Requirement –
Your answer should consist only of the lines below from the one with "error while handling" through the one with "timed out and", copied exactly.

Data for this task –
◆ ◆ ◆ ◆
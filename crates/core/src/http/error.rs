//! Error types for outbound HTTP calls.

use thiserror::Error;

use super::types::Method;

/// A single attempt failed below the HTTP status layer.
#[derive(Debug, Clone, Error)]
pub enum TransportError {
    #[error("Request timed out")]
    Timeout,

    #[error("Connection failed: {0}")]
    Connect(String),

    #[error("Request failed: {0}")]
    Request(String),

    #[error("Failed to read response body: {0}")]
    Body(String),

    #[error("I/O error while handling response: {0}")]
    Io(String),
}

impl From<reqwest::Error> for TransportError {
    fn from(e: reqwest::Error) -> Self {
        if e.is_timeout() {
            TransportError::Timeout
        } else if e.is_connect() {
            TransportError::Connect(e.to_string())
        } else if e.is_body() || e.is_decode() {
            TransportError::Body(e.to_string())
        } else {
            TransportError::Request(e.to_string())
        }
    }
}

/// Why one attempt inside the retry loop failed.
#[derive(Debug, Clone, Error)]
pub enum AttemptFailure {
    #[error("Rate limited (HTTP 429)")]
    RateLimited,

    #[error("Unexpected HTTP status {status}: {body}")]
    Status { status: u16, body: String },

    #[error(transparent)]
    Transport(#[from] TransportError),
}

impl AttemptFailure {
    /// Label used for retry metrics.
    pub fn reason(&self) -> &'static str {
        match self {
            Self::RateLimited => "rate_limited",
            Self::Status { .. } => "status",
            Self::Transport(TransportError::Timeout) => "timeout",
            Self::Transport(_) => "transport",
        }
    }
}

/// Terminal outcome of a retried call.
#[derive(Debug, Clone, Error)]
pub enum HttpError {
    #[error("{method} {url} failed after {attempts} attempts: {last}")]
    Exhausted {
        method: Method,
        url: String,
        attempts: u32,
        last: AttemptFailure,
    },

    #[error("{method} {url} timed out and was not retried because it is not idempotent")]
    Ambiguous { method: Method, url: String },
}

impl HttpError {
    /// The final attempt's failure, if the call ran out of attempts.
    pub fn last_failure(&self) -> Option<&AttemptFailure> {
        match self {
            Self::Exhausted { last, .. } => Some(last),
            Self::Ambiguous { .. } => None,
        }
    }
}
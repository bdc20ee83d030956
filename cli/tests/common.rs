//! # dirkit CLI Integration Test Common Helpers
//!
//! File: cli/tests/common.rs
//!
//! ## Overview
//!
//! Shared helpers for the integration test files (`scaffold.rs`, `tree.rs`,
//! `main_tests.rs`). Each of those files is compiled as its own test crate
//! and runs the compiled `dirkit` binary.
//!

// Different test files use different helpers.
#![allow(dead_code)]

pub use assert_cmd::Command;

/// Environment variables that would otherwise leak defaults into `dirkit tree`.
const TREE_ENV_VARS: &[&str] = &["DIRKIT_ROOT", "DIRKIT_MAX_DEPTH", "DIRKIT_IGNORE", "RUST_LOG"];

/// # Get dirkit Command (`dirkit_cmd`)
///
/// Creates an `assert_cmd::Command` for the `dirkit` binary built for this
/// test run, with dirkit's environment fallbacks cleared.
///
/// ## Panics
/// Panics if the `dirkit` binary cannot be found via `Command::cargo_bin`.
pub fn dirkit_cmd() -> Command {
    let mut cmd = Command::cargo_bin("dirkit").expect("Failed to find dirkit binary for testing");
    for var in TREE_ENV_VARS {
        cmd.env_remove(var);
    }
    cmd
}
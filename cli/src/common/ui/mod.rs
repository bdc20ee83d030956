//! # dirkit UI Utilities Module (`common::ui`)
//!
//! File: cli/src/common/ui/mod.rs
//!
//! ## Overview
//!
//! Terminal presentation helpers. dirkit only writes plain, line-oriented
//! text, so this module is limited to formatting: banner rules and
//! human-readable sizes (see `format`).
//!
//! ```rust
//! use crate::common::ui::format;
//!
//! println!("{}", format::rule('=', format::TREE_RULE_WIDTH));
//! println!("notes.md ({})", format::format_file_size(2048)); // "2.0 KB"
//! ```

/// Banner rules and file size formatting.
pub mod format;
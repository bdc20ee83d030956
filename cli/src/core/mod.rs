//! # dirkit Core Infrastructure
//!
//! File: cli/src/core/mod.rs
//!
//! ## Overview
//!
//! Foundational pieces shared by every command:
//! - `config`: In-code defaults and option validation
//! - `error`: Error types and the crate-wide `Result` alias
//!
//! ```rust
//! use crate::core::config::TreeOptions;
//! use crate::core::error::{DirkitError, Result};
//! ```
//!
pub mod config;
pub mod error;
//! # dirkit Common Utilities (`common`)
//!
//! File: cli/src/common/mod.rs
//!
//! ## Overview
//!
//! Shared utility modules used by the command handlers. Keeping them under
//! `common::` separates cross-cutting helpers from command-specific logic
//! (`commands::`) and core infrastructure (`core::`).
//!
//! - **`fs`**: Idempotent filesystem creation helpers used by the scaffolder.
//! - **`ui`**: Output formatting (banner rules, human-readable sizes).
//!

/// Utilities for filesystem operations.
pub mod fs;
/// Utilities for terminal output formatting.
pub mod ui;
◆ ◆ ◆ ◆
Answer box –
    #[error("I/O error while handling response: {0}")]
    Io(String),
}

impl From<reqwest::Error> for TransportError {
    fn from(e: reqwest::Error) -> Self {
        if e.is_timeout() {
            TransportError::Timeout
        } else if e.is_connect() {
            TransportError::Connect(e.to_string())
        } else if e.is_body() || e.is_decode() {
            TransportError::Body(e.to_string())
        } else {
            TransportError::Request(e.to_string())
        }
    }
}

/// Why one attempt inside the retry loop failed.
#[derive(Debug, Clone, Error)]
pub enum AttemptFailure {
    #[error("Rate limited (HTTP 429)")]
    RateLimited,

    #[error("Unexpected HTTP status {status}: {body}")]
    Status { status: u16, body: String },

    #[error(transparent)]
    Transport(#[from] TransportError),
}

impl AttemptFailure {
    /// Label used for retry metrics.
    pub fn reason(&self) -> &'static str {
        match self {
            Self::RateLimited => "rate_limited",
            Self::Status { .. } => "status",
            Self::Transport(TransportError::Timeout) => "timeout",
            Self::Transport(_) => "transport",
        }
    }
}

/// Terminal outcome of a retried call.
#[derive(Debug, Clone, Error)]
pub enum HttpError {
    #[error("{method} {url} failed after {attempts} attempts: {last}")]
    Exhausted {
        method: Method,
        url: String,
        attempts: u32,
        last: AttemptFailure,
    },

    #[error("{method} {url} timed out and was not retried because it is not idempotent")]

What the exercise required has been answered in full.